= Business valuation standard =

Codes of practice used in business valuation

Business Valuation Standards (BVS) are codes of practice that are used in business valuation. Examples of business appraisal standards are as follows:
- CVA Professional Standards published by the National Association of Certified Valuators and Analysts.
- CICBV Practice Standards. Published by the CBV Institute.
- Uniform Standards of Professional Appraisal Practice (USPAP). Standards 9 and 10 cover business valuation and reporting standards. Published by the Appraisal Foundation.
- International Valuation Standards. Published by the International Valuation Standards Council.
- Statement on Standards for Valuation Services (SSVS No 1). Published by the American Institute of CPAs.

A comparison of global standards for NACVA, GACVA, IVSC, RICS, and CBV was published on 1 June 2023.

In addition, each of the three major United States valuation societies—the American Society of Appraisers (ASA), American Institute of Certified Public Accountants (CPA/ABV), and the National Association of Certified Valuators and Analysts (NACVA)—has its own set of Business Valuation Guidelines, which it requires all of its accredited members to adhere to. The AICPA's standards are published as Statement on Standards for Valuation Services No.1 and the ASA's guidelines are published as the ASA Business Valuation Guidelines, which largely follow the USPAP Standard requirements. All AICPA members are required to follow SSVS1. Additionally, the majority of the State Accountancy Boards have adopted VS Section 100 for CPAs licensed in their state.

== Features ==
All of the standards have the following in common:
- A requirement of independence
  The appraiser must not act in favor of the client or any other party.
- A requirement that fees be not contingent on appraised value
  Fees based upon, for example, a percentage of the valuation are unethical and are not allowed.
- A requirement that all limiting conditions be explicitly stated
  The reader must be informed of all assumptions made as part of the valuation. For example, if a lawsuit is pending against a business, the valuation must explicitly state that the impact of the outcome of the lawsuit will have an unknown effect on the value, and what assumptions about the outcome have or have not been made.
- A requirement that all people participating in the valuation be disclosed
  All professionals participating in a valuation report must sign it, and must have certification of their independence, fee arrangements, and other factors.
- A requirement that all information sources be stated
  Readers must be able to replicate valuation reports for themselves. Therefore, all sources used in compiling the report must be stated.
- Minimum requirements for contents of reports
  The precise minimum requirements vary from society to society, but roughly they include the purpose and scope of the assignment, the standard of value and specific valuation date being employed, an identification of the specific interest being evaluated, the relevant state and federal laws that govern the entity being valued, the scope of the procedures employed during valuation, the nature and history of the business, the historical financial information on the business, a thorough financial analysis of the business comparing the business's performance with industry trends, an overview of the industry in which the business operates and the impact of market conditions on the business, and the current investment climate.

== Concepts employed ==
This is a list of some of the common concepts employed in business valuation that are defined by business valuation standards.
- Marketability discount
  In the ASA BVS, a marketability discount is "an amount or percentage deducted from an equity interest to reflect lack of marketability"

== Standards and Premises of Business Valuation ==
Before the value of a business can be measured, the valuation assignment must specify the reason and circumstances accompanying the business valuation.

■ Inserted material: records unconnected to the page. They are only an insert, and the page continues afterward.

// ==========================================
// 周度内容排期引擎 - 排期校验引擎
// ==========================================
// 红线: 任一 AVOID 档文案分配 ⇒ REJECTED（与分数无关）
// ==========================================
// 职责: 计算多样性/反模式指标，给出 0-100 评分与审批结论
// 输入: 已落位条目 + 文案分配 + 文案池 + 每日策略标签
// 输出: ValidationReport
// ==========================================

use crate::domain::caption::{CaptionAssignment, CaptionRecord};
use crate::domain::report::{ValidationMetrics, ValidationReport, Violation, ViolationCode};
use crate::domain::schedule::{ScheduledItem, WeeklyStrategyMetadata};
use crate::domain::send_type::SendTypeCatalog;
use crate::domain::types::{Category, ContentTier, PageType, ValidationStatus};
use crate::engine::time_slot::{is_quarter_hour, MAX_TIME_OF_DAY_REPEAT};
use chrono::{NaiveDate, NaiveTime};
use std::collections::{BTreeMap, HashMap, HashSet};
use std::sync::Arc;
use tracing::{info, warn};

/// 一周最少不同发送类型数
pub const MIN_DISTINCT_SEND_TYPES: usize = 10;
/// 最少不同策略标签数
pub const MIN_STRATEGY_LABELS: usize = 3;
/// 整刻钟占比上限（百分比，严格小于）
pub const QUARTER_HOUR_LIMIT_PCT: f64 = 10.0;
/// 人工处理占比上限（百分比）
pub const MANUAL_SHARE_LIMIT_PCT: f64 = 20.0;

/// 类别占比区间（百分比，闭区间）
#[derive(Debug, Clone, Copy, PartialEq)]
pub struct CategoryBand {
    pub min_pct: f64,
    pub max_pct: f64,
}

impl CategoryBand {
    const fn new(min_pct: f64, max_pct: f64) -> Self {
        Self { min_pct, max_pct }
    }

    fn contains(&self, pct: f64) -> bool {
        pct >= self.min_pct && pct <= self.max_pct
    }

    /// 按页面类型取类别区间
    pub fn for_category(category: Category, page_type: PageType) -> Self {
        match (category, page_type) {
            (Category::Revenue, _) => Self::new(40.0, 65.0),
            (Category::Engagement, _) => Self::new(25.0, 45.0),
            (Category::Retention, PageType::Paid) => Self::new(8.0, 20.0),
            (Category::Retention, PageType::Free) => Self::new(0.0, 5.0),
        }
    }
}

/// 按置信度取审批阈值 (approve, review)
pub fn status_thresholds(confidence: f64) -> (u32, u32) {
    if confidence >= 0.8 {
        (85, 70)
    } else if confidence >= 0.5 {
        (80, 65)
    } else {
        (75, 60)
    }
}

/// 校验输入（只读视图）
pub struct ValidationInput<'a> {
    pub items: &'a [ScheduledItem],
    pub assignments: &'a [CaptionAssignment],
    pub captions: &'a [CaptionRecord],
    pub strategy: &'a [WeeklyStrategyMetadata],
    pub page_type: PageType,
    pub confidence: f64,
}

// ==========================================
// ScheduleValidator
// ==========================================
pub struct ScheduleValidator {
    catalog: Arc<SendTypeCatalog>,
}

/// 校验过程累积
#[derive(Default)]
struct Findings {
    violations: Vec<Violation>,
    recommendations: Vec<String>,
}

impl Findings {
    fn fail(&mut self, code: ViolationCode, message: String, recommendation: &str) {
        self.violations.push(Violation { code, message });
        self.recommendations.push(recommendation.to_string());
    }
}

impl ScheduleValidator {
    pub fn new(catalog: Arc<SendTypeCatalog>) -> Self {
        Self { catalog }
    }

    /// 校验一周排期
    pub fn validate(&self, input: &ValidationInput<'_>) -> ValidationReport {
        let mut findings = Findings::default();
        let days = group_by_day(input.items);

        // ===== 硬门槛 =====
        self.check_adjacency(&days, &mut findings);
        self.check_caps(&days, &mut findings);
        self.check_spacing(&days, &mut findings);
        let distinct_send_types = self.check_variety(input.items, &mut findings);
        check_caption_reuse(input.assignments, &mut findings);
        check_avoid_tier(input.assignments, input.captions, &mut findings);

        // ===== 软检查 =====
        let distinct_day_signatures = check_day_signatures(&days, &mut findings);
        let quarter_hour_pct = check_quarter_hour(input.items, &mut findings);
        let max_time_repeat = check_time_repeat(input.items, &mut findings);
        let shares = check_category_bands(input.items, input.page_type, &mut findings);
        let distinct_strategy_labels = check_strategy_labels(input.strategy, &mut findings);
        let manual_required = check_manual_share(input.assignments, &mut findings);

        let deductions: u32 = findings.violations.iter().map(|v| v.code.deduction()).sum();
        let score = 100u32.saturating_sub(deductions);

        let (approve, review) = status_thresholds(input.confidence);
        let has_hard = findings.violations.iter().any(|v| v.code.is_hard());
        let status = if has_hard || score < review {
            ValidationStatus::Rejected
        } else if score >= approve {
            ValidationStatus::Approved
        } else {
            ValidationStatus::NeedsReview
        };

        let report = ValidationReport {
            status,
            score,
            violations: findings.violations,
            recommendations: findings.recommendations,
            metrics: ValidationMetrics {
                total_items: input.items.len(),
                distinct_send_types,
                distinct_day_signatures,
                quarter_hour_pct,
                max_time_repeat,
                revenue_pct: shares.get(&Category::Revenue).copied().unwrap_or(0.0),
                engagement_pct: shares.get(&Category::Engagement).copied().unwrap_or(0.0),
                retention_pct: shares.get(&Category::Retention).copied().unwrap_or(0.0),
                distinct_strategy_labels,
                manual_required,
            },
        };

        if report.status == ValidationStatus::Rejected {
            warn!(
                score = report.score,
                violations = report.violations.len(),
                hard = has_hard,
                "排期校验未通过"
            );
        } else {
            info!(score = report.score, status = %report.status, "排期校验完成");
        }
        report
    }

    // ==========================================
    // 硬门槛
    // ==========================================

    fn check_adjacency(
        &self,
        days: &BTreeMap<NaiveDate, Vec<&ScheduledItem>>,
        findings: &mut Findings,
    ) {
        let offenders: Vec<String> = days
            .values()
            .flat_map(|day| day.windows(2))
            .filter(|pair| pair[0].send_type_key() == pair[1].send_type_key())
            .map(|pair| pair[1].item_ref())
            .collect();
        if !offenders.is_empty() {
            findings.fail(
                ViolationCode::AdjacentDuplicate,
                format!("相邻条目发送类型重复: {}", offenders.join(", ")),
                "重新分配相邻重复的条目，使同日相邻发送类型不同",
            );
        }
    }

    fn check_caps(&self, days: &BTreeMap<NaiveDate, Vec<&ScheduledItem>>, findings: &mut Findings) {
        let mut weekly: HashMap<&str, u32> = HashMap::new();
        let mut daily_offenders = Vec::new();

        for (date, day) in days {
            let mut daily: HashMap<&str, u32> = HashMap::new();
            for item in day {
                *daily.entry(item.send_type_key()).or_insert(0) += 1;
                *weekly.entry(item.send_type_key()).or_insert(0) += 1;
            }
            for (key, count) in daily {
                if let Some(def) = self.catalog.get(key) {
                    if count > def.daily_max {
                        daily_offenders
                            .push(format!("{} {}={}>{}", date, key, count, def.daily_max));
                    }
                }
            }
        }
        if !daily_offenders.is_empty() {
            daily_offenders.sort();
            findings.fail(
                ViolationCode::DailyCapExceeded,
                format!("超出单日上限: {}", daily_offenders.join(", ")),
                "减少超出单日上限的发送类型",
            );
        }

        let mut weekly_offenders: Vec<String> = weekly
            .into_iter()
            .filter_map(|(key, count)| {
                let max = self.catalog.get(key)?.weekly_max?;
                (count > max).then(|| format!("{}={}>{}", key, count, max))
            })
            .collect();
        if !weekly_offenders.is_empty() {
            weekly_offenders.sort();
            findings.fail(
                ViolationCode::WeeklyCapExceeded,
                format!("超出周上限: {}", weekly_offenders.join(", ")),
                "减少超出周上限的发送类型",
            );
        }
    }

    fn check_spacing(
        &self,
        days: &BTreeMap<NaiveDate, Vec<&ScheduledItem>>,
        findings: &mut Findings,
    ) {
        let mut offenders = Vec::new();
        for day in days.values() {
            let mut last: HashMap<&str, &ScheduledItem> = HashMap::new();
            for item in day {
                let spacing = self
                    .catalog
                    .get(item.send_type_key())
                    .map(|d| d.min_spacing_minutes as i64)
                    .unwrap_or(0);
                if let Some(prev) = last.get(item.send_type_key()) {
                    let gap = (item.scheduled_at - prev.scheduled_at).num_minutes().abs();
                    if gap < spacing {
                        offenders.push(format!("{}({}<{}min)", item.item_ref(), gap, spacing));
                    }
                }
                last.insert(item.send_type_key(), item);
            }
        }
        if !offenders.is_empty() {
            findings.fail(
                ViolationCode::SpacingViolation,
                format!("同类型间隔不足: {}", offenders.join(", ")),
                "拉开同类型条目的时间间隔或减少当日条目数",
            );
        }
    }

    fn check_variety(&self, items: &[ScheduledItem], findings: &mut Findings) -> usize {
        let distinct = items
            .iter()
            .map(|i| i.send_type_key())
            .collect::<HashSet<_>>()
            .len();
        if distinct < MIN_DISTINCT_SEND_TYPES {
            findings.fail(
                ViolationCode::InsufficientVariety,
                format!("不同发送类型数 {} < {}", distinct, MIN_DISTINCT_SEND_TYPES),
                "引入更多不同的发送类型",
            );
        }
        distinct
    }
}

// ==========================================
// 文案相关硬门槛
// ==========================================

fn check_caption_reuse(assignments: &[CaptionAssignment], findings: &mut Findings) {
    let mut seen: HashMap<&str, usize> = HashMap::new();
    for id in assignments.iter().filter_map(|a| a.caption_id.as_deref()) {
        *seen.entry(id).or_insert(0) += 1;
    }
    let mut reused: Vec<&str> = seen
        .into_iter()
        .filter(|(_, n)| *n > 1)
        .map(|(id, _)| id)
        .collect();
    if !reused.is_empty() {
        reused.sort_unstable();
        findings.fail(
            ViolationCode::CaptionReused,
            format!("文案在同一周内重复使用: {}", reused.join(", ")),
            "为重复文案的条目重新匹配",
        );
    }
}

fn check_avoid_tier(
    assignments: &[CaptionAssignment],
    captions: &[CaptionRecord],
    findings: &mut Findings,
) {
    let tiers: HashMap<&str, ContentTier> = captions
        .iter()
        .map(|c| (c.caption_id.as_str(), c.tier))
        .collect();
    let avoid: Vec<&str> = assignments
        .iter()
        .filter_map(|a| a.caption_id.as_deref())
        .filter(|id| tiers.get(id) == Some(&ContentTier::Avoid))
        .collect();
    if !avoid.is_empty() {
        findings.fail(
            ViolationCode::AvoidTierAssigned,
            format!("引用了 AVOID 档文案: {}", avoid.join(", ")),
            "移除全部 AVOID 档文案分配",
        );
    }
}

// ==========================================
// 软检查
// ==========================================

fn check_day_signatures(
    days: &BTreeMap<NaiveDate, Vec<&ScheduledItem>>,
    findings: &mut Findings,
) -> usize {
    let signatures: HashSet<String> = days
        .values()
        .map(|day| {
            day.iter()
                .map(|i| i.send_type_key())
                .collect::<Vec<_>>()
                .join(">")
        })
        .collect();
    if signatures.len() < days.len() {
        findings.fail(
            ViolationCode::RepeatedDaySignature,
            format!("每日类型序列重复: {} 天仅 {} 种", days.len(), signatures.len()),
            "调整重复日的发送类型顺序",
        );
    }
    signatures.len()
}

fn check_quarter_hour(items: &[ScheduledItem], findings: &mut Findings) -> f64 {
    let pct = percentage(items.iter().filter(|i| is_quarter_hour(i.time())).count(), items.len());
    if pct >= QUARTER_HOUR_LIMIT_PCT {
        findings.fail(
            ViolationCode::QuarterHourClustering,
            format!("整刻钟时间占比 {:.1}% >= {}%", pct, QUARTER_HOUR_LIMIT_PCT),
            "为整刻钟条目增加随机偏移",
        );
    }
    pct
}

fn check_time_repeat(items: &[ScheduledItem], findings: &mut Findings) -> usize {
    let mut counts: HashMap<NaiveTime, usize> = HashMap::new();
    for item in items {
        *counts.entry(item.time()).or_insert(0) += 1;
    }
    let max = counts.values().copied().max().unwrap_or(0);
    if max > MAX_TIME_OF_DAY_REPEAT as usize {
        findings.fail(
            ViolationCode::RepeatedExactTime,
            format!("同一时刻重复 {} 次 > {}", max, MAX_TIME_OF_DAY_REPEAT),
            "错开重复使用的发送时刻",
        );
    }
    max
}

fn check_category_bands(
    items: &[ScheduledItem],
    page_type: PageType,
    findings: &mut Findings,
) -> HashMap<Category, f64> {
    let shares: HashMap<Category, f64> = Category::ALL
        .iter()
        .map(|&c| {
            let n = items.iter().filter(|i| i.category() == c).count();
            (c, percentage(n, items.len()))
        })
        .collect();

    let out_of_band: Vec<String> = Category::ALL
        .iter()
        .filter_map(|&c| {
            let band = CategoryBand::for_category(c, page_type);
            let pct = shares.get(&c).copied().unwrap_or(0.0);
            (!band.contains(pct)).then(|| {
                format!("{} {:.1}% 不在 [{}, {}]", c, pct, band.min_pct, band.max_pct)
            })
        })
        .collect();
    if !out_of_band.is_empty() {
        findings.fail(
            ViolationCode::CategoryImbalance,
            format!("类别占比越界: {}", out_of_band.join("; ")),
            "调整各类别每日配额以回到目标区间",
        );
    }
    shares
}

fn check_strategy_labels(strategy: &[WeeklyStrategyMetadata], findings: &mut Findings) -> usize {
    let distinct = strategy.iter().map(|s| s.label.as_str()).collect::<HashSet<_>>().len();
    if distinct < MIN_STRATEGY_LABELS {
        findings.fail(
            ViolationCode::LowStrategyDiversity,
            format!("每日策略标签仅 {} 种 < {}", distinct, MIN_STRATEGY_LABELS),
            "为一周内的各天分配更多样的策略",
        );
    }
    distinct
}

fn check_manual_share(assignments: &[CaptionAssignment], findings: &mut Findings) -> usize {
    let manual = assignments.iter().filter(|a| a.is_manual_required()).count();
    let pct = percentage(manual, assignments.len());
    if pct > MANUAL_SHARE_LIMIT_PCT {
        findings.fail(
            ViolationCode::ExcessManualCaptions,
            format!("待人工处理文案占比 {:.1}% > {}%", pct, MANUAL_SHARE_LIMIT_PCT),
            "补充文案池以减少人工处理条目",
        );
    }
    manual
}

// ==========================================
// 工具函数
// ==========================================

/// 按日期分组，组内保持时间顺序
fn group_by_day(items: &[ScheduledItem]) -> BTreeMap<NaiveDate, Vec<&ScheduledItem>> {
    let mut days: BTreeMap<NaiveDate, Vec<&ScheduledItem>> = BTreeMap::new();
    for item in items {
        days.entry(item.date()).or_default().push(item);
    }
    for day in days.values_mut() {
        day.sort_by_key(|i| (i.scheduled_at, i.allocation.slot_index));
    }
    days
}

fn percentage(part: usize, total: usize) -> f64 {
    if total == 0 {
        0.0
    } else {
        part as f64 * 100.0 / total as f64
    }
}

These are formally known as the business value standard and the value premise. The purchase or sale of a business is not just a transaction; it is a strategic step that can significantly impact financial future and career path. Therefore, it is important to conduct the valuation correctly according to the purpose.

The value standard is the hypothetical conditions under which the business will be valued. The value premise refers to assumptions, such as the assumption that the business will continue indefinitely in its current form (going concern) or that the value of the business lies in the proceeds from selling all its assets minus the associated liabilities (sum of the parts or aggregate asset value of the business). When done properly, the valuation should reflect the ability of the business to meet specific market demand, since this is the only true predictor of future cash flows.

Value Standards

- Fair Market Value — the value of a commercial enterprise determined between a willing buyer and a willing seller, both fully informed of all relevant facts, and neither compelled to conclude the transaction.
- Investment Value — the value of a company for a specific investor. The effect of synergy is included in the valuation under the investment value standard.
- Intrinsic Value — a measure of the business's value that reflects the investor's deep understanding of the company's economic potential.

In business valuation, three different approaches are commonly used: the income approach, the asset-based approach, and the market approach. Within each of these approaches, there are various methods for determining the business's value using a value definition appropriate for the valuation assignment.